Each line in the entries that has the word "does" has to be copied.

++++ INPUT DATA

impl Schema {
    /// Creates a schema with the default envelope, no time index, no columns
    /// and unknown fields dropped.
    #[must_use]
    pub const fn new(kind: DataKind) -> Self {
        Self {
            kind,
            envelope: DEFAULT_ENVELOPE,
            time: TimeSpec::None,
            time_index: TimeIndex::Unique,
            columns: Vec::new(),
            keep_extra: false,
            scalar_field: None,
        }
    }

    /// Sets the key that holds the rows in an object payload.
    #[must_use]
    pub const fn envelope(mut self, key: &'static str) -> Self {
        self.envelope = key;
        self
    }

    /// Sets the time index.
    #[must_use]
    pub fn time(mut self, time: TimeSpec) -> Self {
        self.time = time;
        self
    }

    /// Sets whether rows sharing a time collapse to one or are all kept.
    #[must_use]
    pub const fn time_index(mut self, time_index: TimeIndex) -> Self {
        self.time_index = time_index;
        self
    }

    /// Appends a typed column.
    #[must_use]
    pub fn column(mut self, column: ColumnSpec) -> Self {
        self.columns.push(column);
        self
    }

    /// Keeps fields not named by the schema, inferring their types.
    #[must_use]
    pub const fn keep_extra(mut self, keep: bool) -> Self {
        self.keep_extra = keep;
        self
    }

    /// Accepts rows given as bare values, reading each as `{field: value}`.
    #[must_use]
    pub const fn scalar_rows(mut self, field: &'static str) -> Self {
        self.scalar_field = Some(field);
        self
    }

    /// Returns the data kind the schema describes.
    #[must_use]
    pub const fn kind(&self) -> DataKind {
        self.kind
    }

    /// Parses and normalizes a JSON body.
    ///
    /// # Errors
    ///
    /// See [`Schema::normalize`]; a body that is not JSON is
    /// [`FeedError::MalformedPayload`].
    pub fn normalize_bytes(&self, body: &[u8], subject: &str) -> Result<Table> {
        let payload: Json = serde_json::from_slice(body)
            .map_err(|e| FeedError::MalformedPayload(format!("body is not JSON: {e}")))?;
        self.normalize(&payload, subject)
    }

    /// Normalizes a JSON payload into a table.
    ///
    /// The payload may be the row list itself, an object whose envelope key
    /// holds a row list, or an object whose envelope key holds one row.
    /// Rows come back sorted by time. Under [`TimeIndex::Unique`] there is
    /// one row per time value (the last one supplied wins); under
    /// [`TimeIndex::Sorted`] every row is kept.
    ///
    /// # Errors
    ///
    /// Returns [`FeedError::EmptyResult`] when there are no rows and
    /// [`FeedError::MalformedPayload`] when the payload or a row does not
    /// fit the schema.
    pub fn normalize(&self, payload: &Json, subject: &str) -> Result<Table> {
        let rows = self.extract_rows(payload)?;
        if rows.is_empty() {
            return Err(FeedError::EmptyResult {
                kind: self.kind,
                subject: subject.to_string(),
            });
        }

        let extras = if self.keep_extra {
            self.infer_extras(&rows)
        } else {
            Vec::new()
        };

        let mut columns = Vec::with_capacity(1 + self.columns.len() + extras.len());
        if let Some((name, dtype)) = self.time.output() {
            columns.push(Column::new(name, dtype));
        }
        columns.extend(self.columns.iter().map(|c| Column::new(c.name, c.dtype)));
        columns.extend(extras.iter().map(|(key, dtype)| Column::new(key.clone(), *dtype)));

        let mut out = Vec::with_capacity(rows.len());
        for (idx, row) in rows.iter().enumerate() {
            let mut values = Vec::with_capacity(columns.len());
            if let Some(time) = self.time_value(row, idx)? {
                values.push(time);
            }
            for spec in &self.columns {
                values.push(column_value(row, idx, spec)?);
            }
            for (key, dtype) in &extras {
                let value = row
                    .get(key)
                    .map_or(Ok(Value::Null), |json| coerce(json, *dtype))
                    .map_err(|reason| malformed(idx, key, &reason))?;
                values.push(value);
            }
            out.push(values);
        }

        let time_column = self.time.output().map(|(name, _)| name);
        Ok(Table::with_time_index(
            columns,
            out,
            time_column,
            self.time_index,
        )?)
    }

    fn extract_rows<'a>(&self, payload: &'a Json) -> Result<Vec<Cow<'a, Map<String, Json>>>> {
        let items: Vec<&Json> = match payload {
            Json::Array(items) => items.iter().collect(),
            Json::Object(object) => match object.get(self.envelope) {
                Some(Json::Array(items)) => items.iter().collect(),
                Some(single @ Json::Object(_)) => vec![single],
                Some(Json::Null) => Vec::new(),
                Some(other) => {
                    return Err(FeedError::MalformedPayload(format!(
                        "'{}' holds {}, expected a list or an object",
                        self.envelope,
                        json_type(other)
                    )));
                }
                None => {
                    return Err(FeedError::MalformedPayload(format!(
                        "payload has no '{}' key",
                        self.envelope
                    )));
                }
            },
            other => {
                return Err(FeedError::MalformedPayload(format!(
                    "payload is {}, expected a list or an object",
                    json_type(other)
                )));
            }
        };

        items
            .into_iter()
            .enumerate()
            .map(|(idx, item)| match (item, self.scalar_field) {
                (Json::Object(row), _) => Ok(Cow::Borrowed(row)),
                (Json::Array(_), _) | (_, None) => {
                    Err(FeedError::MalformedPayload(format!(
                        "row {idx} is {}, expected an object",
                        json_type(item)
                    )))
                }
                (scalar, Some(field)) => {
                    let mut row = Map::new();
                    row.insert(field.to_string(), scalar.clone());
                    Ok(Cow::Owned(row))
                }
            })
            .collect()
    }

    fn time_value(&self, row: &Map<String, Json>, idx: usize) -> Result<Option<Value>> {
        match &self.time {
            TimeSpec::None => Ok(None),
            TimeSpec::Field {
                name,
                aliases,
                dtype,
            } => {
                let spec = ColumnSpec::required(*name, *dtype).aliases(*aliases);
                column_value(row, idx, &spec).map(Some)
            }
            TimeSpec::YearQuarter {
                name,
                year,
                quarter,
            } => {
                let year_spec = ColumnSpec::required("year", ColumnType::Integer).aliases(*year);
                let quarter_spec =
                    ColumnSpec::optional("quarter", ColumnType::Integer).aliases(*quarter);

                let year = column_value(row, idx, &year_spec)?
                    .as_i64()
                    .and_then(|y| i32::try_from(y).ok())
                    .ok_or_else(|| malformed(idx, name, "year out of range"))?;
                let quarter = column_value(row, idx, &quarter_spec)?.as_i64();
                period_end(year, quarter)
                    .map(|date| Some(Value::Date(date)))
                    .ok_or_else(|| malformed(idx, name, &format!("invalid year {year}")))
            }
        }
    }

    /// Types for fields the schema does not name, in first-seen order.
    fn infer_extras(&self, rows: &[Cow<'_, Map<String, Json>>]) -> Vec<(String, ColumnType)> {
        let known: Vec<&str> = self
            .time
            .source_fields()
            .into_iter()
            .chain(self.columns.iter().flat_map(ColumnSpec::source_fields))
            .chain(self.time.output().map(|(name, _)| name))
            .collect();

        let mut keys: Vec<String> = Vec::new();
        for row in rows {
            for key in row.keys() {
                if !known.contains(&key.as_str()) && !keys.contains(key) {
                    keys.push(key.clone());
                }
            }
        }

        keys.into_iter()
            .map(|key| {
                let dtype = infer_type(rows.iter().filter_map(|row| row.get(&key)));
                (key, dtype)
            })
            .collect()
    }
}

++++++++

**RESPONSE TO THIS TASK:**
    /// [`FeedError::MalformedPayload`] when the payload or a row does not
    /// Types for fields the schema does not name, in first-seen order.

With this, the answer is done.